The universal claims of human freedom did not dictate a single set of political institutions, Bush observed, but all democracies that protect freedom, he insisted, must conform to certain “vital principles.” They must “limit the power of the state”; establish the “consistent and impartial rule of law”; “allow room for healthy civic institutions — for political parties and labor unions and independent newspapers and broadcast media”; “guarantee religious liberty”; “privatize their economies, and secure the rights of property”; “prohibit and punish official corruption, and invest in the health and education of their people”; “recognize the rights of women”; “and instead of directing hatred and resentment against others, successful societies appeal to the hopes of their own people.”

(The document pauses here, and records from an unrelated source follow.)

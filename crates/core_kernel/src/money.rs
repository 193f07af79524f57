//! Prices and monetary amounts with precise decimal arithmetic
//!
//! The settlement domain is single-currency, so amounts carry no currency
//! code. [`UnitPrice`] is a price per kilogram, [`Money`] a non-negative
//! amount such as a penalty total and [`Rate`] a proportion such as the
//! shortfall tolerance.

use rust_decimal::Decimal;
use rust_decimal_macros::dec;
use serde::{Deserialize, Serialize};
use std::fmt;
use thiserror::Error;

use crate::error::ErrorKind;
use crate::validation::{require_positive, ValidationError};
use crate::weight::Weight;

/// Errors that can occur in monetary calculations
#[derive(Debug, Clone, Copy, PartialEq, Eq, Error)]
pub enum MoneyError {
    #[error("Overflow during calculation")]
    Overflow,
}

impl MoneyError {
    /// Returns the taxonomy kind of this error
    pub fn kind(&self) -> ErrorKind {
        ErrorKind::InvariantViolation
    }
}

/// Price per kilogram, always strictly positive
#[derive(Debug, Clone, Copy, PartialEq, Eq, Hash, PartialOrd, Ord, Serialize, Deserialize)]
#[serde(transparent)]
pub struct UnitPrice {
    per_kilogram: Decimal,
}

impl UnitPrice {
    /// Creates a unit price, rejecting zero and negative values
    pub fn positive(field: &'static str, per_kilogram: Decimal) -> Result<Self, ValidationError> {
        Ok(Self {
            per_kilogram: require_positive(field, per_kilogram)?,
        })
    }

    /// Returns the price per kilogram
    pub fn amount(&self) -> Decimal {
        self.per_kilogram
    }

    /// Prices a weight at this rate
    ///
    /// # Errors
    ///
    /// Returns `MoneyError::Overflow` if the product exceeds the decimal range
    pub fn charge_for(&self, weight: Weight) -> Result<Money, MoneyError> {
        weight
            .kilograms()
            .checked_mul(self.per_kilogram)
            .map(Money::from_decimal)
            .ok_or(MoneyError::Overflow)
    }
}

impl fmt::Display for UnitPrice {
    fn fmt(&self, f: &mut fmt::Formatter<'_>) -> fmt::Result {
        write!(f, "{}/kg", self.per_kilogram.normalize())
    }
}

/// A non-negative monetary amount
#[derive(Debug, Clone, Copy, PartialEq, Eq, Hash, PartialOrd, Ord, Serialize, Deserialize)]
#[serde(transparent)]
pub struct Money {
    amount: Decimal,
}

impl Money {
    fn from_decimal(amount: Decimal) -> Self {
        Self { amount }
    }

    /// Returns the amount
    pub fn amount(&self) -> Decimal {
        self.amount
    }

    /// Checked addition that returns an error on overflow
    pub fn checked_add(&self, other: &Money) -> Result<Money, MoneyError> {
        self.amount
            .checked_add(other.amount)
            .map(Self::from_decimal)
            .ok_or(MoneyError::Overflow)
    }
}

impl fmt::Display for Money {
    fn fmt(&self, f: &mut fmt::Formatter<'_>) -> fmt::Result {
        write!(f, "{:.2}", self.amount)
    }
}

/// Represents a proportion (e.g. a tolerance)
#[derive(Debug, Clone, Copy, PartialEq, Eq, Serialize, Deserialize)]
pub struct Rate {
    /// The rate as a decimal (e.g. 0.10 for 10%)
    value: Decimal,
}

impl Rate {
    /// Creates a rate from a decimal value (e.g. 0.10 for 10%)
    pub const fn new(value: Decimal) -> Self {
        Self { value }
    }

    /// Creates a rate from a percentage (e.g. 10 for 10%)
    pub fn from_percentage(percentage: Decimal) -> Self {
        Self {
            value: percentage / dec!(100),
        }
    }

    /// Returns the rate as a decimal
    pub fn as_decimal(&self) -> Decimal {
        self.value
    }

    /// Returns the rate as a percentage
    pub fn as_percentage(&self) -> Decimal {
        self.value * dec!(100)
    }

    /// Applies this rate to a quantity
    pub fn apply(&self, quantity: Decimal) -> Decimal {
        quantity * self.value
    }
}

impl fmt::Display for Rate {
    fn fmt(&self, f: &mut fmt::Formatter<'_>) -> fmt::Result {
        write!(f, "{}%", self.as_percentage().normalize())
    }
}
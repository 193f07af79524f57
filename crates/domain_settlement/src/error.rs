//! Settlement domain errors

use thiserror::Error;

use core_kernel::{ErrorKind, MoneyError, ValidationError};

/// Errors that can occur in the settlement domain
#[derive(Debug, Clone, PartialEq, Eq, Error)]
pub enum SettlementError {
    /// An argument failed validation
    #[error(transparent)]
    InvalidValue(#[from] ValidationError),

    /// The settlement has nothing to reconcile
    #[error("Empty settlement: {0}")]
    EmptyAggregate(String),

    /// Provider loads changed after the last calculation
    #[error("Settlement changed since it was last calculated")]
    StaleCalculation,

    /// The settlement has never been calculated
    #[error("Settlement has not been calculated")]
    NotCalculated,

    /// A figure left the representable decimal range
    #[error("Overflow computing {0}")]
    Overflow(&'static str),
}

impl SettlementError {
    /// Creates an empty aggregate error
    pub fn empty(message: impl Into<String>) -> Self {
        SettlementError::EmptyAggregate(message.into())
    }

    /// Returns the taxonomy kind of this error
    pub fn kind(&self) -> ErrorKind {
        match self {
            SettlementError::InvalidValue(_) => ErrorKind::InvalidValue,
            SettlementError::EmptyAggregate(_) => ErrorKind::EmptyAggregate,
            SettlementError::StaleCalculation | SettlementError::NotCalculated => {
                ErrorKind::InvalidState
            }
            SettlementError::Overflow(_) => ErrorKind::InvariantViolation,
        }
    }
}

impl From<MoneyError> for SettlementError {
    fn from(_: MoneyError) -> Self {
        SettlementError::Overflow("penalty total")
    }
}
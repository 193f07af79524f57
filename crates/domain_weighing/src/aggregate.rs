//! Weighing Order Aggregate Root
//!
//! The WeighingOrder is the consistency boundary for weighing one collection
//! trip. Readings must be captured in order and the derived net weight is
//! never stored without the readings that produced it.
//!
//! # Invariants
//!
//! - At most one gross and one tare reading
//! - Tare is strictly below gross, so the net weight is positive
//! - A net weight exists exactly when the status is at least `TareWeightCaptured`
//! - Readings and discharges are append-only and the status never moves back

use chrono::{DateTime, Utc};
use rust_decimal::Decimal;
use serde::{Deserialize, Serialize};
use std::fmt;
use tracing::debug;

use core_kernel::validation::require_id;
use core_kernel::{CollectionTripId, DischargeId, WeighingOrderId, Weight};

use crate::discharge::HopperDischarge;
use crate::error::WeighingError;
use crate::events::WeighingEvent;
use crate::reading::{WeightReading, WeightType};

/// Weighing lifecycle states
///
/// Ordered so that "at least tare captured" is a plain comparison.
#[derive(Debug, Clone, Copy, PartialEq, Eq, Hash, PartialOrd, Ord, Serialize, Deserialize)]
pub enum WeighingStatus {
    /// Opened, nothing weighed yet
    Pending,
    /// Loaded vehicle weighed
    GrossWeightCaptured,
    /// Empty vehicle weighed, net weight known
    TareWeightCaptured,
    /// Reserved for a completed unloading; no operation assigns it today
    Discharged,
}

impl fmt::Display for WeighingStatus {
    fn fmt(&self, f: &mut fmt::Formatter<'_>) -> fmt::Result {
        let name = match self {
            WeighingStatus::Pending => "Pending",
            WeighingStatus::GrossWeightCaptured => "GrossWeightCaptured",
            WeighingStatus::TareWeightCaptured => "TareWeightCaptured",
            WeighingStatus::Discharged => "Discharged",
        };
        f.write_str(name)
    }
}

/// The WeighingOrder aggregate root
///
/// # State Machine
///
/// - Pending -> GrossWeightCaptured (via record_gross_weight)
/// - GrossWeightCaptured -> TareWeightCaptured (via record_tare_weight)
///
/// Discharges start only while `GrossWeightCaptured` and do not move the
/// status. Completing a discharge is allowed in any status.
#[derive(Debug, Clone, Serialize, Deserialize)]
pub struct WeighingOrder {
    /// Unique order identifier
    id: WeighingOrderId,
    /// Trip being weighed (reference only)
    collection_trip_id: CollectionTripId,
    /// Current lifecycle state
    status: WeighingStatus,
    /// Gross minus tare, once both are captured
    net_weight: Option<Weight>,
    /// Captured readings in capture order
    readings: Vec<WeightReading>,
    /// Hopper discharges in start order
    discharges: Vec<HopperDischarge>,
    /// Domain events to be published
    #[serde(skip)]
    events: Vec<WeighingEvent>,
    /// Version for optimistic concurrency
    version: u32,
    /// Creation timestamp
    created_at: DateTime<Utc>,
    /// Last update timestamp
    updated_at: DateTime<Utc>,
}

impl WeighingOrder {
    /// Creates a pending weighing order
    ///
    /// # Errors
    ///
    /// Returns `InvalidValue` if either identifier is nil
    pub fn new(
        id: WeighingOrderId,
        collection_trip_id: CollectionTripId,
    ) -> Result<Self, WeighingError> {
        let id = require_id("weighing_order_id", id)?;
        let collection_trip_id = require_id("collection_trip_id", collection_trip_id)?;
        let now = Utc::now();

        debug!(order_id = %id, trip_id = %collection_trip_id, "weighing order opened");

        Ok(Self {
            id,
            collection_trip_id,
            status: WeighingStatus::Pending,
            net_weight: None,
            readings: Vec::new(),
            discharges: Vec::new(),
            events: vec![WeighingEvent::WeighingOrderOpened {
                order_id: id,
                collection_trip_id,
                timestamp: now,
            }],
            version: 0,
            created_at: now,
            updated_at: now,
        })
    }

    /// Opens a weighing order for a trip with a fresh identifier
    pub fn open(collection_trip_id: CollectionTripId) -> Result<Self, WeighingError> {
        Self::new(WeighingOrderId::new_v7(), collection_trip_id)
    }

    /// Returns the order ID
    pub fn id(&self) -> WeighingOrderId {
        self.id
    }

    /// Returns the collection trip ID
    pub fn collection_trip_id(&self) -> CollectionTripId {
        self.collection_trip_id
    }

    /// Returns the current status
    pub fn status(&self) -> WeighingStatus {
        self.status
    }

    /// Returns the net weight once tare has been captured
    pub fn net_weight(&self) -> Option<Weight> {
        self.net_weight
    }

    /// Returns the readings in capture order
    pub fn readings(&self) -> &[WeightReading] {
        &self.readings
    }

    /// Returns the discharges in start order
    pub fn discharges(&self) -> &[HopperDischarge] {
        &self.discharges
    }

    /// Returns the optimistic concurrency version
    pub fn version(&self) -> u32 {
        self.version
    }

    pub fn created_at(&self) -> DateTime<Utc> {
        self.created_at
    }

    pub fn updated_at(&self) -> DateTime<Utc> {
        self.updated_at
    }

    /// Returns the gross reading if captured
    pub fn gross_reading(&self) -> Option<&WeightReading> {
        self.reading_of(WeightType::Gross)
    }

    /// Returns the tare reading if captured
    pub fn tare_reading(&self) -> Option<&WeightReading> {
        self.reading_of(WeightType::Tare)
    }

    /// Returns discharges that have not been completed
    pub fn open_discharges(&self) -> impl Iterator<Item = &HopperDischarge> {
        self.discharges.iter().filter(|d| !d.is_completed())
    }

    /// Checks if both weights are captured and the net weight is known
    pub fn is_weighed(&self) -> bool {
        self.status >= WeighingStatus::TareWeightCaptured && self.net_weight.is_some()
    }

    /// Returns accumulated domain events and clears them
    pub fn take_events(&mut self) -> Vec<WeighingEvent> {
        std::mem::take(&mut self.events)
    }

    /// Advances the version after a successful save
    ///
    /// Called by repositories only.
    pub fn increment_version(&mut self) {
        self.version += 1;
    }

    /// Records the loaded vehicle's weight
    ///
    /// # Errors
    ///
    /// Returns `InvalidState` unless the order is `Pending`, and
    /// `InvalidValue` if the weight is not positive.
    pub fn record_gross_weight(&mut self, kilograms: Decimal) -> Result<(), WeighingError> {
        self.require_status("record gross weight", WeighingStatus::Pending)?;
        let reading = WeightReading::capture(WeightType::Gross, kilograms)?;
        let now = Utc::now();

        self.events.push(WeighingEvent::GrossWeightRecorded {
            order_id: self.id,
            reading_id: reading.id(),
            kilograms: reading.weight().kilograms(),
            timestamp: now,
        });
        debug!(order_id = %self.id, gross = %reading.weight(), "gross weight captured");

        self.readings.push(reading);
        self.status = WeighingStatus::GrossWeightCaptured;
        self.updated_at = now;
        Ok(())
    }

    /// Records the empty vehicle's weight and derives the net weight
    ///
    /// # Errors
    ///
    /// Checked in this order: `InvalidState` unless `GrossWeightCaptured`,
    /// `InvalidValue` if the weight is not positive, `InvariantViolation` if
    /// there is no gross reading or tare is not strictly below gross.
    ///
    /// # Example
    ///
    /// ```rust,ignore
    /// order.record_gross_weight(dec!(100))?;
    /// order.record_tare_weight(dec!(30))?;
    /// assert_eq!(order.net_weight().unwrap().kilograms(), dec!(70));
    /// ```
    pub fn record_tare_weight(&mut self, kilograms: Decimal) -> Result<(), WeighingError> {
        self.require_status("record tare weight", WeighingStatus::GrossWeightCaptured)?;
        let reading = WeightReading::capture(WeightType::Tare, kilograms)?;

        let gross = self
            .gross_reading()
            .map(|r| r.weight())
            .ok_or_else(|| WeighingError::invariant("no gross reading captured"))?;
        let net = gross.checked_sub(&reading.weight()).ok_or_else(|| {
            WeighingError::invariant(format!(
                "tare {} must be less than gross {}",
                reading.weight(),
                gross
            ))
        })?;
        let now = Utc::now();

        self.events.push(WeighingEvent::TareWeightRecorded {
            order_id: self.id,
            reading_id: reading.id(),
            kilograms: reading.weight().kilograms(),
            net_kilograms: net.kilograms(),
            timestamp: now,
        });
        debug!(order_id = %self.id, tare = %reading.weight(), net = %net, "tare weight captured");

        self.readings.push(reading);
        self.net_weight = Some(net);
        self.status = WeighingStatus::TareWeightCaptured;
        self.updated_at = now;
        Ok(())
    }

    /// Starts discharging a hopper and returns the new discharge's id
    ///
    /// # Errors
    ///
    /// Returns `InvalidState` unless `GrossWeightCaptured`, and
    /// `InvalidValue` if the hopper id is blank.
    pub fn start_hopper_discharge(
        &mut self,
        hopper_id: &str,
    ) -> Result<DischargeId, WeighingError> {
        self.require_status("start hopper discharge", WeighingStatus::GrossWeightCaptured)?;
        let now = Utc::now();
        let discharge = HopperDischarge::start(DischargeId::new_v7(), hopper_id, now)?;
        let discharge_id = discharge.id();

        self.events.push(WeighingEvent::HopperDischargeStarted {
            order_id: self.id,
            discharge_id,
            hopper_id: discharge.hopper_id().to_string(),
            timestamp: now,
        });
        debug!(
            order_id = %self.id,
            %discharge_id,
            hopper_id = discharge.hopper_id(),
            "hopper discharge started"
        );

        self.discharges.push(discharge);
        self.updated_at = now;
        Ok(discharge_id)
    }

    /// Completes an open discharge
    ///
    /// # Errors
    ///
    /// Returns `DischargeNotFound` for an unknown id,
    /// `DischargeAlreadyCompleted` on a second completion and `InvalidValue`
    /// if `end_time` precedes the discharge start.
    pub fn complete_hopper_discharge(
        &mut self,
        discharge_id: DischargeId,
        end_time: DateTime<Utc>,
    ) -> Result<(), WeighingError> {
        let discharge = self
            .discharges
            .iter_mut()
            .find(|d| d.id() == discharge_id)
            .ok_or(WeighingError::DischargeNotFound(discharge_id))?;
        discharge.complete(end_time)?;

        let now = Utc::now();
        self.events.push(WeighingEvent::HopperDischargeCompleted {
            order_id: self.id,
            discharge_id,
            ended_at: end_time,
            timestamp: now,
        });
        debug!(order_id = %self.id, %discharge_id, "hopper discharge completed");

        self.updated_at = now;
        Ok(())
    }

    fn reading_of(&self, weight_type: WeightType) -> Option<&WeightReading> {
        self.readings.iter().find(|r| r.weight_type() == weight_type)
    }

    fn require_status(
        &self,
        operation: &'static str,
        expected: WeighingStatus,
    ) -> Result<(), WeighingError> {
        if self.status != expected {
            return Err(WeighingError::InvalidState {
                operation,
                current: self.status,
                expected,
            });
        }
        Ok(())
    }
}
//! Weight measured in kilograms
//!
//! Weights use rust_decimal so that gross minus tare, sums of documentary
//! weights and the 10% tolerance are exact. A [`Weight`] is always strictly
//! positive; signed quantities such as a reconciliation difference stay plain
//! `Decimal`.

use rust_decimal::Decimal;
use serde::{Deserialize, Serialize};
use std::fmt;

use crate::validation::{require_positive, ValidationError};

/// A strictly positive weight in kilograms
#[derive(Debug, Clone, Copy, PartialEq, Eq, Hash, PartialOrd, Ord, Serialize, Deserialize)]
#[serde(transparent)]
pub struct Weight {
    kilograms: Decimal,
}

impl Weight {
    /// Creates a weight, rejecting zero and negative values
    ///
    /// # Arguments
    ///
    /// * `field` - Argument name reported on failure
    /// * `kilograms` - The weight in kilograms
    pub fn positive(field: &'static str, kilograms: Decimal) -> Result<Self, ValidationError> {
        Ok(Self {
            kilograms: require_positive(field, kilograms)?,
        })
    }

    /// Returns the weight in kilograms
    pub fn kilograms(&self) -> Decimal {
        self.kilograms
    }

    /// Subtracts another weight, returning `None` unless the result stays positive
    pub fn checked_sub(&self, other: &Weight) -> Option<Weight> {
        let remainder = self.kilograms - other.kilograms;
        if remainder > Decimal::ZERO {
            Some(Self { kilograms: remainder })
        } else {
            None
        }
    }
}

impl fmt::Display for Weight {
    fn fmt(&self, f: &mut fmt::Formatter<'_>) -> fmt::Result {
        write!(f, "{} kg", self.kilograms.normalize())
    }
}

#[cfg(test)]
mod tests {
    use super::*;
    use rust_decimal_macros::dec;

    #[test]
    fn test_positive_weight() {
        let w = Weight::positive("gross", dec!(1250.5)).unwrap();
        assert_eq!(w.kilograms(), dec!(1250.5));
        assert_eq!(w.to_string(), "1250.5 kg");
    }

    #[test]
    fn test_rejects_zero_and_negative() {
        assert!(Weight::positive("gross", Decimal::ZERO).is_err());
        assert!(Weight::positive("gross", dec!(-0.01)).is_err());
    }

    #[test]
    fn test_checked_sub() {
        let gross = Weight::positive("gross", dec!(100)).unwrap();
        let tare = Weight::positive("tare", dec!(30)).unwrap();
        assert_eq!(gross.checked_sub(&tare).unwrap().kilograms(), dec!(70));
        assert!(tare.checked_sub(&gross).is_none());
        assert!(gross.checked_sub(&gross).is_none());
    }
}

Truman, Reagan, and Bush were right.
In forthrightly proclaiming support for those demanding freedom and democracy in Egypt, President Obama aligned himself with a proud American foreign policy tradition, with both progressive and conservative roots. He should claim that tradition as his own and, in the face of Gaddafi’s war against the Libyan people, reaffirm it. At the same time, and in the spirit of that tradition, the president should adopt a long-term perspective, contributing to the advancement of democracy abroad by recommitting America to the arduous, gradual, patient work of cultivating the conditions — material, moral, and political — under which freedom flourishes.